Author Interviews, Diabetes, Vitamin D / 16.09.2016
Can Vitamin D Reduce Insulin Resistance in Muscles of Type 2 Diabetics?
MedicalResearch.com Interview with:
Dr. Elisa Benetti PhD
Department of Drug Science and Technology
University of Turin
Turin, Italy
MedicalResearch.com: What is the background for this study?
Response: The idea for this study comes from the debate on the role of vitamin D supplementation in the prevention or progression of type 2 diabetes (T2DM). Epidemiological data point at a strong association between vitamin D deficiency and T2DM prevalence, however a causal relationship is still lacking.
Here we wanted to explore the effect of vitamin D administration on insulin-sensitivity, particularly focusing on skeletal muscle, which is a crucial tissue in the maintenance of glucose homeostasis and which was suggested to be a tissue target of vitamin D.

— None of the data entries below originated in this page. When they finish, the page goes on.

//! Inference Engine - regression model loading and prediction
//!
//! The model is opaque: four features in, one scalar out. Two on-disk
//! formats are understood:
//!
//! - `*.onnx`: any single-output regressor (e.g. a scikit-learn pipeline
//!   exported with skl2onnx), run through ONNX Runtime
//! - `*.json`: fitted linear coefficients, see [`LinearRegressor`]

pub mod linear;
pub mod onnx;

use std::path::{Path, PathBuf};
use std::sync::atomic::{AtomicU64, Ordering};
use std::sync::Arc;
use std::time::Instant;

use chrono::{DateTime, Utc};
use parking_lot::RwLock;
use serde::Serialize;

use crate::models::{Prediction, SensorReading, FEATURE_COUNT};

pub use linear::LinearRegressor;
pub use onnx::OnnxRegressor;

// ============================================================================
// ERROR HANDLING
// ============================================================================

#[derive(Debug, thiserror::Error)]
pub enum InferenceError {
    #[error("model not found: {}", .0.display())]
    NotFound(PathBuf),

    #[error("unsupported model format: {0:?} (expected .onnx or .json)")]
    UnsupportedFormat(String),

    #[error("failed to read model: {0}")]
    Io(#[from] std::io::Error),

    #[error("malformed model: {0}")]
    Malformed(String),

    #[error("inference failed: {0}")]
    Runtime(String),

    #[error("model returned a non-finite value: {0}")]
    NonFinite(f64),
}

// ============================================================================
// REGRESSOR TRAIT
// ============================================================================

/// A loaded model that maps one feature row to one scalar
pub trait Regressor: Send + Sync {
    /// Backend name, reported in predictions and health output
    fn kind(&self) -> &'static str;

    fn predict(&self, features: &[f64; FEATURE_COUNT]) -> Result<f64, InferenceError>;
}

/// Load a model, choosing the backend by file extension
pub fn load_model(path: &Path) -> Result<Arc<dyn Regressor>, InferenceError> {
    if !path.exists() {
        return Err(InferenceError::NotFound(path.to_path_buf()));
    }

    let extension = path
        .extension()
        .and_then(|e| e.to_str())
        .map(|e| e.to_ascii_lowercase())
        .unwrap_or_default();

    match extension.as_str() {
        "onnx" => Ok(Arc::new(OnnxRegressor::load(path)?)),
        "json" => Ok(Arc::new(LinearRegressor::load(path)?)),
        _ => Err(InferenceError::UnsupportedFormat(extension)),
    }
}

// ============================================================================
// PREDICTOR
// ============================================================================

/// Model metadata
#[derive(Debug, Clone, Serialize)]
pub struct ModelMetadata {
    pub model_path: String,
    pub model_kind: &'static str,
    pub loaded_at: DateTime<Utc>,
}

/// Engine status for the health probe
#[derive(Debug, Clone, Serialize)]
pub struct EngineStatus {
    pub model_path: String,
    pub model_kind: &'static str,
    pub loaded_at: DateTime<Utc>,
    pub reload_per_request: bool,
    pub inference_count: u64,
    pub avg_latency_ms: f64,
}

/// Owns the current model and its latency stats
pub struct Predictor {
    model_path: PathBuf,
    reload_per_request: bool,
    model: RwLock<Arc<dyn Regressor>>,
    metadata: RwLock<ModelMetadata>,
    latency_sum_us: AtomicU64,
    inference_count: AtomicU64,
}

impl Predictor {
    /// Load the model at `model_path`. Fails if the file is missing or unreadable.
    pub fn load(
        model_path: impl Into<PathBuf>,
        reload_per_request: bool,
    ) -> Result<Self, InferenceError> {
        let model_path = model_path.into();
        let model = load_model(&model_path)?;
        let metadata = Self::metadata_for(&model_path, model.as_ref());

        tracing::info!(
            "Model loaded: {} ({})",
            metadata.model_path,
            metadata.model_kind
        );

        Ok(Self {
            model_path,
            reload_per_request,
            model: RwLock::new(model),
            metadata: RwLock::new(metadata),
            latency_sum_us: AtomicU64::new(0),
            inference_count: AtomicU64::new(0),
        })
    }

    /// Re-read the model file and swap it in
    pub fn reload(&self) -> Result<(), InferenceError> {
        let model = load_model(&self.model_path)?;
        let metadata = Self::metadata_for(&self.model_path, model.as_ref());

        *self.model.write() = model;
        *self.metadata.write() = metadata;

        tracing::debug!("Model reloaded from {}", self.model_path.display());
        Ok(())
    }

    /// Run the model on one reading
    pub fn predict(&self, reading: &SensorReading) -> Result<Prediction, InferenceError> {
        if self.reload_per_request {
            self.reload()?;
        }

        let model = self.model.read().clone();
        let start_time = Instant::now();

        let value = model.predict(&reading.to_features())?;
        if !value.is_finite() {
            return Err(InferenceError::NonFinite(value));
        }

        let inference_time_us = start_time.elapsed().as_micros() as u64;
        self.latency_sum_us
            .fetch_add(inference_time_us, Ordering::Relaxed);
        self.inference_count.fetch_add(1, Ordering::Relaxed);

        tracing::debug!(
            "Prediction via {} in {}us",
            model.kind(),
            inference_time_us
        );

        Ok(Prediction {
            value,
            method: model.kind(),
            inference_time_us,
        })
    }

    pub fn metadata(&self) -> ModelMetadata {
        self.metadata.read().clone()
    }

    pub fn status(&self) -> EngineStatus {
        let metadata = self.metadata();
        let sum = self.latency_sum_us.load(Ordering::Relaxed);
        let count = self.inference_count.load(Ordering::Relaxed);
        let avg = if count > 0 {
            (sum as f64 / count as f64) / 1000.0
        } else {
            0.0
        };

        EngineStatus {
            model_path: metadata.model_path,
            model_kind: metadata.model_kind,
            loaded_at: metadata.loaded_at,
            reload_per_request: self.reload_per_request,
            inference_count: count,
            avg_latency_ms: avg,
        }
    }

    fn metadata_for(path: &Path, model: &dyn Regressor) -> ModelMetadata {
        ModelMetadata {
            model_path: path.display().to_string(),
            model_kind: model.kind(),
            loaded_at: Utc::now(),
        }
    }
}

Using a murine model of insulin-resistance induced by a High Fat-High Sugar Diet (HFHS), we demonstrated that a vitamin D supplementation (7 μg•kg-1, i.p. three times/week) was able to revert the deleterious effects evoked by the diet, including the increase in body weight and in the HOMA-IR (a parameter of insulin resistance) and the glucose tolerance impairment. Consistently, at the muscle level, vitamin D increased the insulin sensitivity by reducing tissue inflammation and fat accumulation (myosteatosis).
These effects are due, at least in part, to the inhibition exerted by vitamin D on carboxymethyl-lysine (CML) production, one of the main Advanced Glucose End-products (AGEs), and on its receptor RAGE.
Collectively, our data indicate the ability of vitamin D to reduce the development of muscle insulin resistance, the primary defect in T2DM patients.